A deal was struck with the former in January 2020, wherein China agreed to increase its merchandise imports from the US by USD 162 billion in two years. However, recent numbers suggest that China is nowhere near meeting the commitment. In 2020, China's imports from the US increased by just $12 billion over the previous year’s level, while its exports to its largest trade partner increased by $33 billion.

With America’s economic ties with several of its major partners seemingly unhinged, the Biden administration is faced with two sets of challenges. First, how does it deal with China, which has emerged from the pandemic-induced crisis much stronger than before? Second, does the "pivot to Asia" strategy have a future?

President Biden has frequently stated that he would not remove the 25 per cent tariffs that his predecessor had imposed on about half of China's exports to the US. This is hardly surprising in view of the bipartisan support for the tough stand against China and also because Trump’s anti-China rhetoric evoked a sense of economic nationalism in the country.

The new administration could also find it difficult to make China fall in line with the January 2020 agreement, especially because Beijing seems to have strengthened its position through new alliances: by the forging Comprehensive Agreement  on Investment (CAI) with the European Union and by joining the Regional Comprehensive Economic Partnership.

President Biden seems to have given the "pivot to Asia" strategy a new lease of life by appointing Kurt Campbell, the architect of this strategy in the Obama administration, as the Indo-Pacific coordinator.
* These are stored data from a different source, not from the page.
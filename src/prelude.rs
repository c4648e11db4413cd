//! Convenient imports for common functionality.
//!
//! ```rust
//! use scoped_sqlite::prelude::*;
//!
//! let db = Database::open_memory()?;
//! assert_eq!(db.prepare("SELECT 41 + ?")?.scalar_with::<i64>(&params![1])?, 42);
//! # Ok::<(), scoped_sqlite::Error>(())
//! ```

pub use crate::params;
pub use crate::{
    ColumnType, CursorState, Database, DatabaseOptions, EngineError, Error, FromColumn, Null,
    OpenMode, Result, Row, Rows, Statement, Transaction, UsageError, Value,
};
use std::ffi::c_int;

use rusqlite::ffi;

use crate::error::{EngineError, Result, UsageError};
use crate::raw::RawStatement;
use crate::statement::{CursorState, Statement};
use crate::types::Value;

/// Build an array of [`Value`]s for positional binding.
///
/// Each argument goes through `Value::from`, so any type with a `From` impl
/// (integers, floats, strings, byte slices, [`Null`](crate::Null), `Option`)
/// can be mixed freely:
/// ```rust
/// use scoped_sqlite::{Null, Value, params};
///
/// let values = params![1, "One", 2.5, Null];
/// assert_eq!(values[1], Value::Text("One".into()));
/// assert!(values[3].is_null());
/// ```
#[macro_export]
macro_rules! params {
    () => {{
        let params: [$crate::Value; 0] = [];
        params
    }};
    ($($value:expr),+ $(,)?) => {
        [$($crate::Value::from($value)),+]
    };
}

/// Bind one value at a 1-based position, returning the engine's result code.
/// `Err` holds a code raised before the engine was called.
pub(crate) fn bind_value(
    raw: &RawStatement,
    index: c_int,
    value: &Value,
) -> std::result::Result<c_int, c_int> {
    match value {
        Value::Null => Ok(raw.bind_null(index)),
        Value::Integer(v) => Ok(raw.bind_int64(index, *v)),
        Value::Real(v) => Ok(raw.bind_double(index, *v)),
        Value::Text(v) => raw.bind_text(index, v),
        Value::Blob(v) => raw.bind_blob(index, v),
    }
}

impl Statement {
    /// Number of positional parameters in the compiled statement.
    ///
    /// # Errors
    /// Returns `UsageError::ConnectionClosed` if the owning database was closed.
    pub fn parameter_count(&self) -> Result<usize> {
        self.ensure_open()?;
        Ok(usize::try_from(self.raw.parameter_count()).unwrap_or_default())
    }

    /// Bind `value` to the 1-based parameter `position`.
    ///
    /// A statement that has already been stepped is rewound first; existing
    /// bindings at other positions are kept.
    ///
    /// # Errors
    /// Returns `UsageError::ParameterOutOfRange` when `position` is outside
    /// `1..=parameter_count`, or the engine error if binding fails.
    pub fn bind(&mut self, position: usize, value: impl Into<Value>) -> Result<()> {
        self.rewind()?;
        self.bind_at(position, &value.into())
    }

    /// Replace all bindings: clear them, then bind `values` to positions
    /// `1..=values.len()` in order.
    ///
    /// # Errors
    /// Returns `UsageError::ParameterOutOfRange` if more values are supplied
    /// than the statement has parameters, or the engine error if binding fails.
    pub fn bind_all(&mut self, values: &[Value]) -> Result<()> {
        self.rewind()?;
        self.clear_bindings()?;
        for (offset, value) in values.iter().enumerate() {
            self.bind_at(offset + 1, value)?;
        }
        Ok(())
    }

    /// Reset every parameter to NULL.
    ///
    /// # Errors
    /// Returns `UsageError::ConnectionClosed` if the owning database was closed,
    /// or `UsageError::StatementFailed` if the statement needs a reset.
    pub fn clear_bindings(&mut self) -> Result<()> {
        self.ensure_open()?;
        if self.state() == CursorState::Error {
            return Err(UsageError::StatementFailed.into());
        }
        let rc = self.raw.clear_bindings();
        self.check(rc)
    }

    fn bind_at(&mut self, position: usize, value: &Value) -> Result<()> {
        let count = self.parameter_count()?;
        if position == 0 || position > count {
            return Err(UsageError::ParameterOutOfRange {
                index: position,
                count,
            }
            .into());
        }
        // position <= count, and count came from a c_int.
        let index = c_int::try_from(position).unwrap_or(c_int::MAX);
        self.bind_outcome(bind_value(&self.raw, index, value))
    }

    fn bind_outcome(&self, outcome: std::result::Result<c_int, c_int>) -> Result<()> {
        match outcome {
            Ok(ffi::SQLITE_OK) => Ok(()),
            Ok(rc) => Err(self.conn.error(rc)),
            // The connection's last message belongs to some earlier call.
            Err(rc) => Err(EngineError::from_code(rc).into()),
        }
    }
}

#[cfg(test)]
mod tests {
    use super::*;
    use crate::database::Database;
    use crate::error::Error;

    #[test]
    fn oversized_value_gets_static_message() {
        let db = Database::open_memory().expect("open");
        let stmt = db.prepare("SELECT ?").expect("prepare");
        // Leave an unrelated diagnostic on the connection.
        assert!(db.prepare("SELECT * FROM missing").is_err());

        let err = stmt
            .bind_outcome(Err(ffi::SQLITE_TOOBIG))
            .expect_err("too big");
        assert_eq!(err.engine_code(), Some(ffi::SQLITE_TOOBIG));
        assert!(!err.to_string().contains("missing"));
        assert!(matches!(err, Error::Engine(_)));
    }

    #[test]
    fn length_overflow_is_toobig() {
        assert_eq!(crate::raw::c_len(usize::MAX), Err(ffi::SQLITE_TOOBIG));
        assert_eq!(crate::raw::c_len(3), Ok(3));
    }
}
But can the US play the leadership role in the region without having a forum to move the strategy forward? Since the US withdrew from the TPP, the 11 remaining countries formed the Comprehensive and Progressive Agreement for Trans-Pacific Partnership (CPTPP).
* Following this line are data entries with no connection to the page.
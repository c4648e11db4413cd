use std::ffi::{c_char, c_int, c_void};
use std::ptr::NonNull;
use std::slice;

use rusqlite::ffi;

use super::{c_len, cstr_to_string};

/// Owning wrapper around a `sqlite3_stmt*`, finalized on drop.
///
/// All methods are thin pass-throughs returning raw result codes; cursor state
/// and bounds checks live in [`crate::Statement`].
pub(crate) struct RawStatement {
    ptr: NonNull<ffi::sqlite3_stmt>,
}

impl RawStatement {
    pub(crate) fn new(ptr: NonNull<ffi::sqlite3_stmt>) -> Self {
        Self { ptr }
    }

    fn as_ptr(&self) -> *mut ffi::sqlite3_stmt {
        self.ptr.as_ptr()
    }

    pub(crate) fn step(&self) -> c_int {
        unsafe { ffi::sqlite3_step(self.as_ptr()) }
    }

    pub(crate) fn reset(&self) -> c_int {
        unsafe { ffi::sqlite3_reset(self.as_ptr()) }
    }

    pub(crate) fn clear_bindings(&self) -> c_int {
        unsafe { ffi::sqlite3_clear_bindings(self.as_ptr()) }
    }

    pub(crate) fn is_read_only(&self) -> bool {
        unsafe { ffi::sqlite3_stmt_readonly(self.as_ptr()) != 0 }
    }

    pub(crate) fn sql(&self) -> Option<String> {
        unsafe { cstr_to_string(ffi::sqlite3_sql(self.as_ptr())) }
    }

    pub(crate) fn parameter_count(&self) -> c_int {
        unsafe { ffi::sqlite3_bind_parameter_count(self.as_ptr()) }
    }

    pub(crate) fn bind_null(&self, index: c_int) -> c_int {
        unsafe { ffi::sqlite3_bind_null(self.as_ptr(), index) }
    }

    pub(crate) fn bind_int64(&self, index: c_int, value: i64) -> c_int {
        unsafe { ffi::sqlite3_bind_int64(self.as_ptr(), index, value) }
    }

    pub(crate) fn bind_double(&self, index: c_int, value: f64) -> c_int {
        unsafe { ffi::sqlite3_bind_double(self.as_ptr(), index, value) }
    }

    /// Bind UTF-8 text; the engine takes its own copy (`SQLITE_TRANSIENT`).
    /// `Err` carries a code produced without calling the engine.
    pub(crate) fn bind_text(&self, index: c_int, value: &str) -> Result<c_int, c_int> {
        let len = c_len(value.len())?;
        // A non-NULL pointer with length 0 binds an empty string, not NULL.
        Ok(unsafe {
            ffi::sqlite3_bind_text(
                self.as_ptr(),
                index,
                value.as_ptr().cast::<c_char>(),
                len,
                ffi::SQLITE_TRANSIENT(),
            )
        })
    }

    /// Bind a blob; the engine takes its own copy (`SQLITE_TRANSIENT`).
    pub(crate) fn bind_blob(&self, index: c_int, value: &[u8]) -> Result<c_int, c_int> {
        let len = c_len(value.len())?;
        Ok(unsafe {
            ffi::sqlite3_bind_blob(
                self.as_ptr(),
                index,
                value.as_ptr().cast::<c_void>(),
                len,
                ffi::SQLITE_TRANSIENT(),
            )
        })
    }

    pub(crate) fn column_count(&self) -> c_int {
        unsafe { ffi::sqlite3_column_count(self.as_ptr()) }
    }

    pub(crate) fn column_name(&self, index: c_int) -> Option<String> {
        unsafe { cstr_to_string(ffi::sqlite3_column_name(self.as_ptr(), index)) }
    }

    pub(crate) fn column_decltype(&self, index: c_int) -> Option<String> {
        unsafe { cstr_to_string(ffi::sqlite3_column_decltype(self.as_ptr(), index)) }
    }

    pub(crate) fn column_type(&self, index: c_int) -> c_int {
        unsafe { ffi::sqlite3_column_type(self.as_ptr(), index) }
    }

    pub(crate) fn column_int64(&self, index: c_int) -> i64 {
        unsafe { ffi::sqlite3_column_int64(self.as_ptr(), index) }
    }

    pub(crate) fn column_double(&self, index: c_int) -> f64 {
        unsafe { ffi::sqlite3_column_double(self.as_ptr(), index) }
    }

    /// UTF-8 bytes of the column, embedded NULs included.
    pub(crate) fn column_text(&self, index: c_int) -> Vec<u8> {
        // Length first: a later width-changing conversion would leave a stale pointer.
        let len = unsafe { ffi::sqlite3_column_bytes(self.as_ptr(), index) };
        let data = unsafe { ffi::sqlite3_column_text(self.as_ptr(), index) };
        unsafe { copy_column(data.cast::<u8>(), len) }
    }

    pub(crate) fn column_blob(&self, index: c_int) -> Vec<u8> {
        let len = unsafe { ffi::sqlite3_column_bytes(self.as_ptr(), index) };
        let data = unsafe { ffi::sqlite3_column_blob(self.as_ptr(), index) };
        unsafe { copy_column(data.cast::<u8>(), len) }
    }

    #[cfg(feature = "column-metadata")]
    pub(crate) fn column_origin_name(&self, index: c_int) -> Option<String> {
        unsafe { cstr_to_string(ffi::sqlite3_column_origin_name(self.as_ptr(), index)) }
    }

    #[cfg(feature = "column-metadata")]
    pub(crate) fn column_table_name(&self, index: c_int) -> Option<String> {
        unsafe { cstr_to_string(ffi::sqlite3_column_table_name(self.as_ptr(), index)) }
    }

    #[cfg(feature = "column-metadata")]
    pub(crate) fn column_database_name(&self, index: c_int) -> Option<String> {
        unsafe { cstr_to_string(ffi::sqlite3_column_database_name(self.as_ptr(), index)) }
    }
}

impl Drop for RawStatement {
    fn drop(&mut self) {
        // The return code repeats the last step error, which was already reported.
        unsafe { ffi::sqlite3_finalize(self.as_ptr()) };
    }
}

/// # Safety
/// `data` must be NULL or valid for `len` bytes.
unsafe fn copy_column(data: *const u8, len: c_int) -> Vec<u8> {
    let Ok(len) = usize::try_from(len) else {
        return Vec::new();
    };
    if data.is_null() || len == 0 {
        return Vec::new();
    }
    unsafe { slice::from_raw_parts(data, len) }.to_vec()
}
While President Biden has not been averse to joining CPTPP, his Vice President, Kamala Harris, and some prominent members of the Democratic Party, including Bernie Sanders, have argued that the agreement "did not meet their standards". It is, therefore, unclear as to how the economic dimensions of "pivot to Asia" can be implemented under the new administration.

What could be the future of US-India trade relations? Economic relations between the two countries have largely been frosty, despite the bonhomie between their leaders.  The Trump administration's sole objective was to ensure that India increases its imports, thus narrowing the nation’s existing trade deficit. On the other hand, India has sought restoration of GSP benefits.

Over the past year, India has been exploring the possibility of an FTA with the US, but this move was not adequately reciprocated. The question is, will the Biden administration engage? And what will be its terms of engagement?